Tsai’s two-day stopover in Los Angeles included a banquet for Taiwanese-Americans, where she urged the audience to be united and make Taiwan strong.

She also visited the Ronald Reagan Presidential Library and delivered another public speech, proclaiming that “we will keep our pledge that we are willing to jointly promote regional stability and peace under the principles of national interests, freedom and democracy”.

This is a veiled reference to efforts from Beijing to further curb Taipei’s dwindling international space, including poaching of the latter’s diplomatic allies and demands to airlines to refer to Taiwan as Chinese territory.

Indeed, just two days after Tsai’s visit, news broke of El Salvador – one of Taiwan’s few remaining allies – announcing its decision to cut ties with the island and establish a diplomatic relationship with China. This leaves Taiwan diplomatically isolated with only 17 remaining partners.

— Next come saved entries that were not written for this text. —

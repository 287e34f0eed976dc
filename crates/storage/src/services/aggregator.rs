use chrono::Utc;
use rust_decimal::Decimal;
use uuid::Uuid;

use crate::error::{Result, StorageError};
use crate::models::{PresentationRollup, VoteRecord, VoteRole};
use crate::store::VoteStore;

/// Derives a rollup from the complete vote set of one presentation.
///
/// Judge scores are summed, never averaged. Every judge vote is listed in
/// `judge_scores`, but only positive totals count towards `judge_count`.
/// Each spectator vote is one like.
pub fn compute_rollup(votes: &[VoteRecord]) -> PresentationRollup {
    let mut judge_votes: Vec<&VoteRecord> = votes.iter().filter(|v| v.is_judge()).collect();
    judge_votes.sort_by(|a, b| {
        a.created_at
            .cmp(&b.created_at)
            .then_with(|| a.vote_id.cmp(&b.vote_id))
    });

    let judge_scores: Vec<Decimal> = judge_votes.iter().map(|v| v.total_score).collect();
    let judge_total: Decimal = judge_scores.iter().copied().sum();
    let judge_count = judge_scores.iter().filter(|s| **s > Decimal::ZERO).count() as u32;
    let spectator_likes = votes
        .iter()
        .filter(|v| v.role == VoteRole::Spectator)
        .count() as u64;

    PresentationRollup {
        judge_scores,
        judge_total,
        judge_count,
        spectator_likes,
        fixed_by_script: false,
        recomputed_at: None,
    }
}

/// Rebuilds and stores the rollup of a presentation from a fresh read of
/// all its votes.
pub async fn recompute_presentation_rollup(
    store: &dyn VoteStore,
    presentation_id: Uuid,
) -> Result<PresentationRollup> {
    if store.get_presentation(presentation_id).await?.is_none() {
        return Err(StorageError::NotFound);
    }

    let votes = store.list_votes_for_presentation(presentation_id).await?;

    let mut rollup = compute_rollup(&votes);
    rollup.recomputed_at = Some(Utc::now());

    store.write_rollup(presentation_id, &rollup).await?;

    tracing::debug!(
        %presentation_id,
        judge_total = %rollup.judge_total,
        judge_count = rollup.judge_count,
        spectator_likes = rollup.spectator_likes,
        "Rollup recomputed"
    );

    Ok(rollup)
}

/// Stored rollup of a presentation
pub async fn get_presentation_rollup(
    store: &dyn VoteStore,
    presentation_id: Uuid,
) -> Result<PresentationRollup> {
    store
        .get_presentation(presentation_id)
        .await?
        .map(|p| p.rollup)
        .ok_or(StorageError::NotFound)
}

#[cfg(test)]
mod tests {
    use super::*;
    use chrono::{Duration, TimeZone};

    use crate::models::{Presentation, QuestionAnswer};
    use crate::store::MemoryStore;

    fn vote(role: VoteRole, total: i64, minutes: i64) -> VoteRecord {
        VoteRecord {
            vote_id: Uuid::new_v4(),
            user_id: format!("user-{}", Uuid::new_v4()),
            presentation_id: Uuid::nil(),
            role,
            ratings: vec![],
            answers: vec![],
            total_score: Decimal::from(total),
            created_at: Utc.with_ymd_and_hms(2024, 5, 1, 9, 0, 0).unwrap() + Duration::minutes(minutes),
            updated_at: None,
            history: vec![],
            is_absent: false,
            absent_reason: None,
            fixed_by_script: false,
            original_total_score: None,
        }
    }

    #[test]
    fn test_judge_total_is_a_sum_not_an_average() {
        let votes = vec![
            vote(VoteRole::Judge, 20, 2),
            vote(VoteRole::Judge, 18, 1),
            vote(VoteRole::Judge, 22, 3),
        ];

        let rollup = compute_rollup(&votes);
        assert_eq!(rollup.judge_total, Decimal::from(60));
        assert_eq!(
            rollup.judge_scores,
            vec![Decimal::from(18), Decimal::from(20), Decimal::from(22)]
        );
        assert_eq!(rollup.judge_count, 3);
    }

    #[test]
    fn test_zero_totals_are_stored_but_not_counted() {
        let votes = vec![vote(VoteRole::Judge, 0, 1), vote(VoteRole::Judge, 15, 2)];

        let rollup = compute_rollup(&votes);
        assert_eq!(rollup.judge_scores.len(), 2);
        assert_eq!(rollup.judge_count, 1);
        assert_eq!(rollup.judge_total, Decimal::from(15));
    }

    #[test]
    fn test_likes_count_spectator_votes_only() {
        let mut chatty = vote(VoteRole::Spectator, 1, 1);
        chatty.answers = vec![QuestionAnswer {
            question_id: "clarity".to_string(),
            score: 5,
        }];
        let votes = vec![
            chatty,
            vote(VoteRole::Spectator, 1, 2),
            vote(VoteRole::Judge, 12, 3),
        ];

        let rollup = compute_rollup(&votes);
        assert_eq!(rollup.spectator_likes, 2);
        assert_eq!(rollup.judge_total, Decimal::from(12));
    }

    #[test]
    fn test_empty_vote_set() {
        let rollup = compute_rollup(&[]);
        assert_eq!(rollup, PresentationRollup::default());
    }

    #[tokio::test]
    async fn test_recompute_writes_rollup_back() {
        let store = MemoryStore::new();
        let presentation = Presentation::new("Ownership in practice");
        store.upsert_presentation(&presentation).await.unwrap();

        let mut judge = vote(VoteRole::Judge, 17, 1);
        judge.presentation_id = presentation.presentation_id;
        store.seed_vote(judge).await;

        let rollup = recompute_presentation_rollup(&store, presentation.presentation_id)
            .await
            .unwrap();
        assert_eq!(rollup.judge_total, Decimal::from(17));

        let stored = get_presentation_rollup(&store, presentation.presentation_id)
            .await
            .unwrap();
        assert!(stored.same_figures(&rollup));
        assert!(stored.recomputed_at.is_some());
    }

    #[tokio::test]
    async fn test_recompute_unknown_presentation() {
        let store = MemoryStore::new();
        let err = recompute_presentation_rollup(&store, Uuid::new_v4())
            .await
            .unwrap_err();
        assert!(matches!(err, StorageError::NotFound));
    }
}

What is also worrying is Washington’s acquiescence to Tsai’s activities. Besides delivering a political speech in Los Angeles – the first allowed by a Taiwanese leader in the U.S. in 15 years – Tsai visited NASA’s Johnson Space Centre in Texas during her delegation’s return stopover in Houston. She is the first Taiwanese president to enter a U.S. federal building in her official capacity.

Tsai’s high-profile visit to the U.S., amid the deeper geopolitical undercurrents across the Taiwan Strait, has fundamentally shifted the dynamics of Taipei’s triangular relationship with Beijing and Washington.

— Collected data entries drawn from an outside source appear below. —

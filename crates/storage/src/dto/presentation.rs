use serde::{Deserialize, Serialize};
use utoipa::ToSchema;
use validator::Validate;

use crate::models::Presentation;

/// Request payload for registering a presentation
#[derive(Debug, Clone, Serialize, Deserialize, Validate, ToSchema)]
pub struct CreatePresentationRequest {
    #[validate(length(
        min = 1,
        max = 255,
        message = "Title must be between 1 and 255 characters"
    ))]
    #[validate(custom(function = "validate_title"))]
    pub title: String,

    #[validate(length(max = 255))]
    pub speaker: Option<String>,

    #[validate(length(max = 100))]
    pub room: Option<String>,
}

fn validate_title(title: &str) -> Result<(), validator::ValidationError> {
    if title.trim().is_empty() {
        Err(validator::ValidationError::new("blank_title"))
    } else {
        Ok(())
    }
}

impl CreatePresentationRequest {
    /// New presentation with an empty rollup
    pub fn into_presentation(self) -> Presentation {
        let mut presentation = Presentation::new(self.title.trim());
        presentation.speaker = self.speaker;
        presentation.room = self.room;
        presentation
    }
}
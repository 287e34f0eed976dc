use storage::{
    VoteStore,
    dto::presentation::CreatePresentationRequest,
    error::Result,
    models::{Presentation, PresentationRollup, VoteRecord},
    services::voting::VotingService,
};
use uuid::Uuid;

/// Register a presentation
pub async fn create_presentation(
    store: &dyn VoteStore,
    request: CreatePresentationRequest,
) -> Result<Presentation> {
    let presentation = request.into_presentation();
    store.upsert_presentation(&presentation).await?;

    tracing::info!(
        presentation_id = %presentation.presentation_id,
        title = %presentation.title,
        "Presentation registered"
    );
    Ok(presentation)
}

/// Flag or clear presenter absence on a vote
pub async fn mark_absent(
    store: &dyn VoteStore,
    vote_id: Uuid,
    is_absent: bool,
    reason: Option<&str>,
) -> Result<VoteRecord> {
    VotingService::new(store)
        .mark_absent(vote_id, is_absent, reason)
        .await
}

/// Delete a vote and rebuild its presentation rollup
pub async fn delete_vote(store: &dyn VoteStore, vote_id: Uuid) -> Result<PresentationRollup> {
    VotingService::new(store).remove_vote(vote_id).await
}
use sqlx::PgPool;

use crate::error::Result;
use crate::models::{CategoryRegistry, ScoringCategory, SpectatorQuestion};

/// Repository for the scoring registry tables
pub struct CategoryRepository<'a> {
    pool: &'a PgPool,
}

impl<'a> CategoryRepository<'a> {
    pub fn new(pool: &'a PgPool) -> Self {
        Self { pool }
    }

    pub async fn list_active_categories(&self) -> Result<Vec<ScoringCategory>> {
        let categories = sqlx::query_as::<_, ScoringCategory>(
            r#"
            SELECT category_id, name, description, weight, position
            FROM scoring_categories
            WHERE is_active = true
            ORDER BY position, category_id
            "#,
        )
        .fetch_all(self.pool)
        .await?;

        Ok(categories)
    }

    pub async fn list_active_questions(&self) -> Result<Vec<SpectatorQuestion>> {
        let questions = sqlx::query_as::<_, SpectatorQuestion>(
            r#"
            SELECT question_id, text, position
            FROM spectator_questions
            WHERE is_active = true
            ORDER BY position, question_id
            "#,
        )
        .fetch_all(self.pool)
        .await?;

        Ok(questions)
    }

    /// Current registry snapshot
    pub async fn load_registry(&self) -> Result<CategoryRegistry> {
        let categories = self.list_active_categories().await?;
        let questions = self.list_active_questions().await?;

        Ok(CategoryRegistry::new(categories, questions))
    }
}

But this is in fact a shrewd strategy by Taiwan to seize the initiative – and upper hand – in cross-strait relations with China. The confluence of three events have inadvertently laid the groundwork for Taiwan to do so.

How has Taipei seized the initiative against Beijing?

First, over the past year, there has been a sea change in American attitudes toward China.

The strong anti-China sentiment is not restricted to the White House and the Trump administration, although admittedly the administration’s hawkish stances labelling China as a ‘strategic competitor’ and a threat to American preponderance have helped push the tide in this direction. These policy positions are clearly laid out in its National Security Strategy, National Defence Strategy and Nuclear Posture Review – key documents outlining U.S. foreign and defence policy.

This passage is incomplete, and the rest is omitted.